------ Data to examine ------

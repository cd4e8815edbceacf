//! Ledger data models.

use chrono::{DateTime, Utc};
use serde::{Deserialize, Serialize};
use std::str::FromStr;

use super::errors::LedgerError;

/// User ID type. Opaque, issued by the external auth collaborator.
pub type UserId = i64;

/// Currency assigned to lazily created accounts.
pub const DEFAULT_CURRENCY: &str = "USD";

/// Account model. One row per user; balance in minor units.
#[derive(Debug, Clone, Serialize, Deserialize)]
pub struct Account {
    pub user_id: UserId,
    pub balance: i64,
    pub currency: String,
    pub created_at: DateTime<Utc>,
    pub updated_at: DateTime<Utc>,
}

/// Balance view returned by reads.
#[derive(Debug, Clone, PartialEq, Eq, Serialize, Deserialize)]
pub struct BalanceView {
    pub balance: i64,
    pub currency: String,
}

/// One immutable record of a balance-affecting operation.
#[derive(Debug, Clone, Serialize, Deserialize)]
pub struct LedgerEntry {
    pub id: i64,
    pub user_id: UserId,
    pub kind: TransactionKind,
    pub amount: i64,
    pub status: TransactionStatus,
    pub created_at: DateTime<Utc>,
}

/// Transaction kind
#[derive(Debug, Clone, Copy, PartialEq, Eq, Serialize, Deserialize)]
#[serde(rename_all = "lowercase")]
pub enum TransactionKind {
    Deposit,
    Withdraw,
    Bet,
    Win,
}

impl TransactionKind {
    /// Whether this kind credits the balance (`true`) or debits it (`false`).
    pub fn is_credit(self) -> bool {
        matches!(self, TransactionKind::Deposit | TransactionKind::Win)
    }
}

impl std::fmt::Display for TransactionKind {
    fn fmt(&self, f: &mut std::fmt::Formatter<'_>) -> std::fmt::Result {
        match self {
            TransactionKind::Deposit => write!(f, "deposit"),
            TransactionKind::Withdraw => write!(f, "withdraw"),
            TransactionKind::Bet => write!(f, "bet"),
            TransactionKind::Win => write!(f, "win"),
        }
    }
}

impl FromStr for TransactionKind {
    type Err = LedgerError;

    /// Case-insensitive parse, matching the wire contract where `type` is a
    /// free-form string.
    fn from_str(s: &str) -> Result<Self, Self::Err> {
        match s.to_lowercase().as_str() {
            "deposit" => Ok(TransactionKind::Deposit),
            "withdraw" => Ok(TransactionKind::Withdraw),
            "bet" => Ok(TransactionKind::Bet),
            "win" => Ok(TransactionKind::Win),
            _ => Err(LedgerError::InvalidKind(s.to_string())),
        }
    }
}

/// Transaction status
#[derive(Debug, Clone, Copy, PartialEq, Eq, Serialize, Deserialize)]
#[serde(rename_all = "lowercase")]
pub enum TransactionStatus {
    Pending,
    Completed,
    Failed,
}

impl std::fmt::Display for TransactionStatus {
    fn fmt(&self, f: &mut std::fmt::Formatter<'_>) -> std::fmt::Result {
        match self {
            TransactionStatus::Pending => write!(f, "pending"),
            TransactionStatus::Completed => write!(f, "completed"),
            TransactionStatus::Failed => write!(f, "failed"),
        }
    }
}

impl FromStr for TransactionStatus {
    type Err = LedgerError;

    fn from_str(s: &str) -> Result<Self, Self::Err> {
        match s {
            "pending" => Ok(TransactionStatus::Pending),
            "completed" => Ok(TransactionStatus::Completed),
            "failed" => Ok(TransactionStatus::Failed),
            _ => Err(LedgerError::InvalidStatus(s.to_string())),
        }
    }
}

#[cfg(test)]
mod tests {
    use super::*;
    use proptest::prelude::*;

    #[test]
    fn test_kind_parse_case_insensitive() {
        assert_eq!(
            "DEPOSIT".parse::<TransactionKind>().unwrap(),
            TransactionKind::Deposit
        );
        assert_eq!(
            "Bet".parse::<TransactionKind>().unwrap(),
            TransactionKind::Bet
        );
        assert_eq!(
            "win".parse::<TransactionKind>().unwrap(),
            TransactionKind::Win
        );
    }

    #[test]
    fn test_kind_parse_rejects_unknown() {
        let err = "jackpot".parse::<TransactionKind>().unwrap_err();
        let msg = err.to_string();
        assert!(msg.contains("Invalid transaction type"));
        assert!(msg.contains("deposit"));
        assert!(msg.contains("withdraw"));
        assert!(msg.contains("bet"));
        assert!(msg.contains("win"));
    }

    #[test]
    fn test_kind_credit_direction() {
        assert!(TransactionKind::Deposit.is_credit());
        assert!(TransactionKind::Win.is_credit());
        assert!(!TransactionKind::Withdraw.is_credit());
        assert!(!TransactionKind::Bet.is_credit());
    }

    #[test]
    fn test_status_display_roundtrip() {
        for status in [
            TransactionStatus::Pending,
            TransactionStatus::Completed,
            TransactionStatus::Failed,
        ] {
            assert_eq!(
                status.to_string().parse::<TransactionStatus>().unwrap(),
                status
            );
        }
    }

    proptest! {
        #[test]
        fn prop_kind_display_parse_roundtrip_any_case(
            kind in prop_oneof![
                Just(TransactionKind::Deposit),
                Just(TransactionKind::Withdraw),
                Just(TransactionKind::Bet),
                Just(TransactionKind::Win),
            ],
            uppercase in any::<bool>(),
        ) {
            let text = if uppercase {
                kind.to_string().to_uppercase()
            } else {
                kind.to_string()
            };
            prop_assert_eq!(text.parse::<TransactionKind>().unwrap(), kind);
        }
    }
}
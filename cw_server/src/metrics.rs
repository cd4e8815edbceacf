//! Prometheus metrics for monitoring wallet service health.
//!
//! Metrics are exposed in Prometheus text format on a dedicated listener,
//! enabled by setting `METRICS_BIND`.

use metrics_exporter_prometheus::PrometheusBuilder;
use std::net::SocketAddr;

/// Initialize Prometheus metrics exporter.
///
/// Metrics will be available at `http://<addr>/metrics`.
pub fn init_metrics(addr: SocketAddr) -> Result<(), String> {
    PrometheusBuilder::new()
        .with_http_listener(addr)
        .install()
        .map_err(|e| format!("Failed to install Prometheus exporter: {e}"))
}

/// Record a ledger operation and its outcome.
///
/// `operation` is the API operation (`create_transaction`, `bet_win`,
/// `get_balance`, `list_transactions`); `outcome` is `committed`, `rejected`,
/// or `error`.
pub fn ledger_operations_total(operation: &str, outcome: &str) {
    metrics::counter!("ledger_operations_total",
        "operation" => operation.to_string(),
        "outcome" => outcome.to_string()
    )
    .increment(1);
}

/// Record an HTTP request.
pub fn http_requests_total(method: &str, path: &str, status: u16) {
    metrics::counter!("http_requests_total",
        "method" => method.to_string(),
        "path" => path.to_string(),
        "status" => status.to_string()
    )
    .increment(1);
}
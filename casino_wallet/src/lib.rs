//! # Casino Wallet
//!
//! The wallet ledger and transactional balance engine for a casino platform.
//!
//! This library is the sole authority over user balances. Every
//! balance-affecting operation (deposit, withdraw, bet, win) runs as one
//! atomic, row-locked unit of work against PostgreSQL, producing exactly one
//! immutable ledger entry per committed balance change. A short-TTL balance
//! cache accelerates reads without ever being trusted inside a mutation.
//!
//! ## Core Modules
//!
//! - [`ledger`]: the [`LedgerEngine`](ledger::LedgerEngine), models, and
//!   error taxonomy
//! - [`db`]: PostgreSQL connection pooling and schema bootstrap
//! - [`cache`]: the injected [`BalanceCache`](cache::BalanceCache) seam and
//!   the in-process TTL implementation
//!
//! ## Example
//!
//! ```no_run
//! use casino_wallet::cache::InMemoryBalanceCache;
//! use casino_wallet::db::{Database, DatabaseConfig};
//! use casino_wallet::ledger::LedgerEngine;
//! use std::sync::Arc;
//!
//! #[tokio::main]
//! async fn main() -> Result<(), Box<dyn std::error::Error>> {
//!     let db = Database::new(&DatabaseConfig::from_env()).await?;
//!     db.ensure_schema().await?;
//!
//!     let cache = Arc::new(InMemoryBalanceCache::default());
//!     let ledger = LedgerEngine::new(Arc::new(db.pool().clone()), cache);
//!
//!     let entry = ledger
//!         .create_transaction(Some(42), "deposit", 10_000)
//!         .await?;
//!     println!("Deposited, entry id {}", entry.id);
//!     Ok(())
//! }
//! ```
//!
//! ## Concurrency
//!
//! Mutations on the same account are serialized by a row-level lock held for
//! the duration of the read-modify-write; mutations on different accounts
//! never block each other. Reads may be served from the cache and can be
//! stale for up to the cache TTL.

/// Balance cache abstraction and implementations.
pub mod cache;

/// PostgreSQL connection pooling and utilities.
pub mod db;

/// Ledger engine, models, and errors.
pub mod ledger;

pub use cache::{BalanceCache, CachedBalance, InMemoryBalanceCache};
pub use db::{Database, DatabaseConfig};
pub use ledger::{
    Account, BalanceView, LedgerEngine, LedgerEntry, LedgerError, LedgerResult, TransactionKind,
    TransactionStatus, UserId,
};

------

• [Exercise objective]:
The lines that mention the word "connection" should be pulled from the records above.

• [Result below]:
//! - [`db`]: PostgreSQL connection pooling and schema bootstrap
/// PostgreSQL connection pooling and utilities.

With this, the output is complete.